Impulse is a form of cerebral activity which, forces us to make a movement before the mind is able to decide upon it by means of reflection or reasoning. The Shogun deals with it at length and defines it thus:
"Impulse is an almost direct contact between perception and result.
"Memory, thought, deduction, and, above all, reason are absolutely excluded from these acts, which are never inspired by intellectuality.
"The impression received by the brain is immediately transmuted into an act, similar to those acts which depend entirely on automatic memory.
"It is certain in making a series of movements, which compose the act of walking upstairs or the action of walking from one place to another, we do not think of analyzing our efforts and this act of walking almost limits itself to an organic function, so little does thought enter into its composition.
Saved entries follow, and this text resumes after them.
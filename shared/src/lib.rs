use serde::{Deserialize, Serialize};

/// Protocol revision a client must announce in [`Packet::Connect`].
pub const PROTOCOL_VERSION: u32 = 1;

/// Largest datagram either side will send or accept.
pub const MAX_PACKET_SIZE: usize = 2048;

/// Seconds between heartbeats a well-behaved client sends.
pub const HEARTBEAT_INTERVAL_SECS: u64 = 1;

#[derive(Debug, Serialize, Deserialize, Clone, PartialEq, Eq)]
pub enum Packet {
    Connect {
        client_version: u32,
        name: String,
        spectator: bool,
    },
    Heartbeat,
    Rename {
        name: String,
    },
    Disconnect,

    Connected {
        client_id: u32,
    },
    Disconnected {
        reason: String,
    },
    ServerMessage {
        text: String,
    },
    Countdown {
        remaining: u32,
    },
    RunCommands {
        commands: String,
    },
    PlayerJoined {
        client_id: u32,
        name: String,
        spectator: bool,
    },
    PlayerLeft {
        client_id: u32,
    },
}

impl Packet {
    /// True for packets a client sends to the server.
    pub fn is_server_bound(&self) -> bool {
        matches!(
            self,
            Packet::Connect { .. } | Packet::Heartbeat | Packet::Rename { .. } | Packet::Disconnect
        )
    }
}

pub fn encode(packet: &Packet) -> bincode::Result<Vec<u8>> {
    bincode::serialize(packet)
}

pub fn decode(bytes: &[u8]) -> bincode::Result<Packet> {
    bincode::deserialize(bytes)
}
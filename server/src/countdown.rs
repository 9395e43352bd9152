//! Timed countdown with commands run before and after
//!
//! The scheduler is a plain state machine driven by the authoritative loop:
//! it never sleeps or spawns, it only reports what should be broadcast when
//! handed the current time.

use log::info;
use std::time::{Duration, Instant};

/// Longest countdown an operator may start
pub const MAX_COUNTDOWN_SECS: u32 = 3600;

const STEP: Duration = Duration::from_secs(1);

/// Something the server must broadcast on behalf of the countdown
#[derive(Debug, Clone, PartialEq, Eq)]
pub enum CountdownEvent {
    PreCommands(String),
    Remaining(u32),
    PostCommands(String),
}

#[derive(Debug, Clone)]
struct Running {
    pre_commands: String,
    post_commands: String,
    remaining: u32,
    next_step: Instant,
}

#[derive(Debug, Default)]
pub struct CountdownScheduler {
    running: Option<Running>,
}

impl CountdownScheduler {
    pub fn new() -> Self {
        Self::default()
    }

    pub fn is_running(&self) -> bool {
        self.running.is_some()
    }

    pub fn remaining(&self) -> Option<u32> {
        self.running.as_ref().map(|r| r.remaining)
    }

    /// Starts a countdown, replacing any countdown already in progress
    ///
    /// Returns the events due immediately: the pre-commands followed by the
    /// initial remaining-seconds announcement. `duration_secs` must already be
    /// validated to lie in `1..=MAX_COUNTDOWN_SECS`.
    pub fn start(
        &mut self,
        pre_commands: String,
        post_commands: String,
        duration_secs: u32,
        now: Instant,
    ) -> Vec<CountdownEvent> {
        if let Some(previous) = self.running.take() {
            info!(
                "Restarting countdown ({} seconds were left)",
                previous.remaining
            );
        }

        let duration_secs = duration_secs.clamp(1, MAX_COUNTDOWN_SECS);
        info!("Countdown started: {} seconds", duration_secs);

        let events = vec![
            CountdownEvent::PreCommands(pre_commands.clone()),
            CountdownEvent::Remaining(duration_secs),
        ];
        self.running = Some(Running {
            pre_commands,
            post_commands,
            remaining: duration_secs,
            next_step: now + STEP,
        });
        events
    }

    /// Stops the countdown without running its post-commands
    pub fn cancel(&mut self) -> bool {
        match self.running.take() {
            Some(running) => {
                info!(
                    "Countdown cancelled with {} seconds left (pre-commands were {:?})",
                    running.remaining, running.pre_commands
                );
                true
            }
            None => false,
        }
    }

    /// Advances the countdown to `now`
    ///
    /// Catches up on every whole second that elapsed since the last call, so a
    /// late tick still announces each second exactly once.
    pub fn tick(&mut self, now: Instant) -> Vec<CountdownEvent> {
        let mut events = Vec::new();

        while let Some(running) = self.running.as_mut() {
            if now < running.next_step {
                break;
            }

            running.remaining -= 1;
            running.next_step += STEP;

            if running.remaining == 0 {
                let post = std::mem::take(&mut running.post_commands);
                self.running = None;
                info!("Countdown finished");
                events.push(CountdownEvent::PostCommands(post));
            } else {
                events.push(CountdownEvent::Remaining(running.remaining));
            }
        }

        events
    }
}
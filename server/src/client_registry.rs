//! Authoritative registry of connected sessions
//!
//! This module tracks every live client session on the server:
//! - Session lifecycle (connect, rename, disconnect, timeout)
//! - Monotonic id allocation that never reuses an id within a server run
//! - Lookups by id, by name and by transport address
//! - A bounded memory of recently departed sessions, so that administrative
//!   actions aimed at a player who just left can still resolve their address
//!
//! The registry is owned by the authoritative loop and is never shared across
//! threads; other threads only ever see [`ClientSummary`] snapshots.

use log::info;
use serde::Serialize;
use std::collections::{BTreeMap, VecDeque};
use std::net::{IpAddr, SocketAddr};
use std::time::{Duration, Instant};

/// Session identifier, allocated monotonically from 1
pub type SessionId = u32;

/// Number of departed sessions remembered for identity lookups
pub const DEPARTED_HISTORY: usize = 128;

/// One connected player
#[derive(Debug, Clone)]
pub struct ClientSession {
    /// Unique id assigned by the server on connect
    pub id: SessionId,
    /// Display name, may change during the session
    pub name: String,
    /// Transport handle; the IP part is fixed for the life of the session
    pub addr: SocketAddr,
    /// Spectators watch but do not play
    pub spectator: bool,
    /// Last time we received any packet from this client
    pub last_seen: Instant,
}

impl ClientSession {
    pub fn new(id: SessionId, name: String, addr: SocketAddr, spectator: bool) -> Self {
        Self {
            id,
            name,
            addr,
            spectator,
            last_seen: Instant::now(),
        }
    }

    pub fn ip(&self) -> IpAddr {
        self.addr.ip()
    }

    pub fn touch(&mut self) {
        self.last_seen = Instant::now();
    }

    /// Returns true if nothing was heard from this client within `timeout`
    pub fn is_timed_out(&self, timeout: Duration) -> bool {
        self.last_seen.elapsed() > timeout
    }

    pub fn summary(&self) -> ClientSummary {
        ClientSummary {
            id: self.id,
            name: self.name.clone(),
            ip: self.ip(),
            is_spectator: self.spectator,
        }
    }
}

/// Point-in-time copy of a session, safe to hand to any thread
#[derive(Debug, Clone, PartialEq, Eq, Serialize)]
#[serde(rename_all = "camelCase")]
pub struct ClientSummary {
    pub id: SessionId,
    pub name: String,
    #[serde(skip)]
    pub ip: IpAddr,
    pub is_spectator: bool,
}

/// Identity of a session that has already left
#[derive(Debug, Clone, PartialEq, Eq)]
pub struct DepartedSession {
    pub id: SessionId,
    pub name: String,
    pub ip: IpAddr,
}

/// Owns all live sessions, keyed by id so listings come out in connect order
pub struct ClientRegistry {
    sessions: BTreeMap<SessionId, ClientSession>,
    next_id: SessionId,
    departed: VecDeque<DepartedSession>,
}

impl ClientRegistry {
    pub fn new() -> Self {
        Self {
            sessions: BTreeMap::new(),
            next_id: 1,
            departed: VecDeque::with_capacity(DEPARTED_HISTORY),
        }
    }

    /// Registers a new session and returns its id
    ///
    /// An empty or whitespace-only name is replaced by a default derived from
    /// the id. Ids are never handed out twice, even after disconnects.
    pub fn connect(&mut self, addr: SocketAddr, name: &str, spectator: bool) -> SessionId {
        let id = self.next_id;
        self.next_id += 1;

        let name = Self::normalize_name(name, id);
        info!(
            "Client {} ({}) connected from {}{}",
            id,
            name,
            addr,
            if spectator { " as spectator" } else { "" }
        );
        self.sessions
            .insert(id, ClientSession::new(id, name, addr, spectator));
        id
    }

    /// The name the next [`connect`](Self::connect) with `name` would list
    pub fn resolve_name(&self, name: &str) -> String {
        Self::normalize_name(name, self.next_id)
    }

    /// Removes a session, returning it if it was still present
    ///
    /// Disconnecting an id that is already gone is a no-op.
    pub fn disconnect(&mut self, id: SessionId, reason: &str) -> Option<ClientSession> {
        let session = self.sessions.remove(&id)?;
        info!("Client {} ({}) disconnected: {}", id, session.name, reason);

        if self.departed.len() == DEPARTED_HISTORY {
            self.departed.pop_front();
        }
        self.departed.push_back(DepartedSession {
            id,
            name: session.name.clone(),
            ip: session.ip(),
        });
        Some(session)
    }

    /// Changes a live session's display name; returns false if the id is gone
    pub fn rename(&mut self, id: SessionId, name: &str) -> bool {
        match self.sessions.get_mut(&id) {
            Some(session) => {
                let name = Self::normalize_name(name, id);
                info!("Client {} renamed from {} to {}", id, session.name, name);
                session.name = name;
                true
            }
            None => false,
        }
    }

    pub fn find_by_id(&self, id: SessionId) -> Option<&ClientSession> {
        self.sessions.get(&id)
    }

    pub fn find_by_id_mut(&mut self, id: SessionId) -> Option<&mut ClientSession> {
        self.sessions.get_mut(&id)
    }

    /// All live sessions whose name matches exactly (case-sensitive)
    pub fn find_by_name(&self, name: &str) -> Vec<&ClientSession> {
        self.sessions
            .values()
            .filter(|session| session.name == name)
            .collect()
    }

    pub fn find_by_addr(&self, addr: SocketAddr) -> Option<SessionId> {
        self.sessions
            .values()
            .find(|session| session.addr == addr)
            .map(|session| session.id)
    }

    /// Ids of every live session connected from `ip`
    pub fn ids_from_ip(&self, ip: IpAddr) -> Vec<SessionId> {
        self.sessions
            .values()
            .filter(|session| session.ip() == ip)
            .map(|session| session.id)
            .collect()
    }

    /// Address of a session by id, live or recently departed
    pub fn last_known_ip_by_id(&self, id: SessionId) -> Option<IpAddr> {
        self.sessions.get(&id).map(ClientSession::ip).or_else(|| {
            self.departed
                .iter()
                .find(|departed| departed.id == id)
                .map(|departed| departed.ip)
        })
    }

    /// Most recent address seen for a name among departed sessions
    pub fn last_known_ip_by_name(&self, name: &str) -> Option<IpAddr> {
        self.departed
            .iter()
            .rev()
            .find(|departed| departed.name == name)
            .map(|departed| departed.ip)
    }

    /// Snapshot of every live session
    pub fn list(&self) -> Vec<ClientSummary> {
        self.sessions.values().map(ClientSession::summary).collect()
    }

    /// Addresses of every live session except `exclude`
    pub fn recipients(&self, exclude: Option<SessionId>) -> Vec<SocketAddr> {
        self.sessions
            .values()
            .filter(|session| Some(session.id) != exclude)
            .map(|session| session.addr)
            .collect()
    }

    /// Ids of sessions that have been silent for longer than `timeout`
    pub fn timed_out(&self, timeout: Duration) -> Vec<SessionId> {
        self.sessions
            .values()
            .filter(|session| session.is_timed_out(timeout))
            .map(|session| session.id)
            .collect()
    }

    /// Removes every session, returning them for farewell delivery
    pub fn drain(&mut self, reason: &str) -> Vec<ClientSession> {
        let ids: Vec<SessionId> = self.sessions.keys().copied().collect();
        ids.into_iter()
            .filter_map(|id| self.disconnect(id, reason))
            .collect()
    }

    pub fn len(&self) -> usize {
        self.sessions.len()
    }

    pub fn is_empty(&self) -> bool {
        self.sessions.is_empty()
    }

    fn normalize_name(name: &str, id: SessionId) -> String {
        let trimmed = name.trim();
        if trimmed.is_empty() {
            format!("Player {}", id)
        } else {
            trimmed.to_string()
        }
    }
}

impl Default for ClientRegistry {
    fn default() -> Self {
        Self::new()
    }
}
"In the case of repeated impulses, it can be absolutely affirmed that substance is the antecedent and postulate of the essence of being.
"Substance comprises all corporal materialities: instinctive needs, irrational movements, in a word, all actions where common sense is not a factor.
"Essence is that imponderable part of being which includes the soul, the mind, the intelligence, in fact the entire mentality.
"It is this last element of our being which poetizes our thoughts, classifies them, and leads us to common sense, by means of reasoning and judgment.
"He who, having received an injury from his superior, replies to it at once by corresponding affront, is absolutely sure to become the victim of his impulses.